Each line in the records below that has the word "PodInfo" should be copied.

Stored data entries
##########

use crate::types::NodeScore;
use std::collections::BTreeMap;
use std::sync::Arc;
use tinysched_core::{NodeInfo, PodInfo};
use tokio::task::JoinSet;
use tracing::{debug, error};

/// Score awarded to every node by `EqualScore`
pub const EQUAL_SCORE: i64 = 1000;

/// Scoring plugin trait
pub trait ScorePlugin: Send + Sync {
    /// Score each candidate node for the pod (higher is better)
    fn score(&self, nodes: &[NodeInfo], pod: &PodInfo) -> Vec<NodeScore>;

    /// Name of the scoring plugin
    fn name(&self) -> &str;
}

/// Gives every node the same score
pub struct EqualScore;

impl ScorePlugin for EqualScore {
    fn score(&self, nodes: &[NodeInfo], _pod: &PodInfo) -> Vec<NodeScore> {
        nodes
            .iter()
            .map(|node| NodeScore::new(node.name(), EQUAL_SCORE))
            .collect()
    }

    fn name(&self) -> &str {
        "EqualScore"
    }
}

/// Prefers nodes with the most CPU and memory left after placing the pod (0-100)
pub struct LeastAllocated;

impl LeastAllocated {
    fn score_node(node: &NodeInfo, pod: &PodInfo) -> i64 {
        let allocatable = node.allocatable();

        // If node has no resources, score 0
        if allocatable.cpu_millicores <= 0 || allocatable.memory_bytes <= 0 {
            return 0;
        }

        let mut remaining = node.free();
        remaining.sub(pod.request());

        let percent_free = |remaining: i64, total: i64| -> i128 {
            (i128::from(remaining) * 100 / i128::from(total)).clamp(0, 100)
        };

        let cpu_free = percent_free(remaining.cpu_millicores, allocatable.cpu_millicores);
        let memory_free = percent_free(remaining.memory_bytes, allocatable.memory_bytes);
        let score = ((cpu_free + memory_free) / 2) as i64;

        debug!(
            "Node {} least allocated score: {} (CPU free: {}%, Memory free: {}%)",
            node.name(),
            score,
            cpu_free,
            memory_free
        );

        score
    }
}

impl ScorePlugin for LeastAllocated {
    fn score(&self, nodes: &[NodeInfo], pod: &PodInfo) -> Vec<NodeScore> {
        nodes
            .iter()
            .map(|node| NodeScore::new(node.name(), Self::score_node(node, pod)))
            .collect()
    }

    fn name(&self) -> &str {
        "LeastAllocated"
    }
}

/// Get default scoring plugins
pub fn default_scores() -> Vec<Arc<dyn ScorePlugin>> {
    vec![Arc::new(EqualScore)]
}

/// Run every plugin on its own task and sum the results per node.
///
/// Each task returns its scores independently; the sum is built here after
/// joining, so plugins share no mutable state. A plugin that panics
/// contributes nothing.
pub async fn prioritize_nodes(
    plugins: &[Arc<dyn ScorePlugin>],
    nodes: Arc<Vec<NodeInfo>>,
    pod: Arc<PodInfo>,
) -> BTreeMap<String, i64> {
    let mut tasks = JoinSet::new();

    for plugin in plugins {
        let plugin = plugin.clone();
        let nodes = nodes.clone();
        let pod = pod.clone();
        tasks.spawn(async move {
            let scores = plugin.score(&nodes, &pod);
            (plugin.name().to_string(), scores)
        });
    }

    let mut totals = BTreeMap::new();
    while let Some(joined) = tasks.join_next().await {
        match joined {
            Ok((plugin_name, scores)) => {
                debug!(
                    "{} scored {} nodes for pod {}",
                    plugin_name,
                    scores.len(),
                    pod.key()
                );
                for NodeScore { node_name, score } in scores {
                    let total = totals.entry(node_name).or_insert(0i64);
                    *total = total.saturating_add(score);
                }
            }
            Err(e) => error!("Score plugin task failed for pod {}: {}", pod.key(), e),
        }
    }

    totals
}

/// Nodes whose summed score equals the maximum, ordered by node name
pub fn select_winners(totals: &BTreeMap<String, i64>) -> Vec<NodeScore> {
    let Some(max) = totals.values().copied().max() else {
        return Vec::new();
    };

    totals
        .iter()
        .filter(|(_, score)| **score == max)
        .map(|(name, score)| NodeScore::new(name.clone(), *score))
        .collect()
}

/// Pick one winner. Ties resolve to the lowest node name.
pub fn select_host(winners: &[NodeScore]) -> Option<&NodeScore> {
    winners.iter().min_by(|a, b| a.node_name.cmp(&b.node_name))
}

##########

# [Exercise answer]
use tinysched_core::{NodeInfo, PodInfo};
    fn score(&self, nodes: &[NodeInfo], pod: &PodInfo) -> Vec<NodeScore>;
    fn score(&self, nodes: &[NodeInfo], _pod: &PodInfo) -> Vec<NodeScore> {
    fn score_node(node: &NodeInfo, pod: &PodInfo) -> i64 {
    fn score(&self, nodes: &[NodeInfo], pod: &PodInfo) -> Vec<NodeScore> {
    pod: Arc<PodInfo>,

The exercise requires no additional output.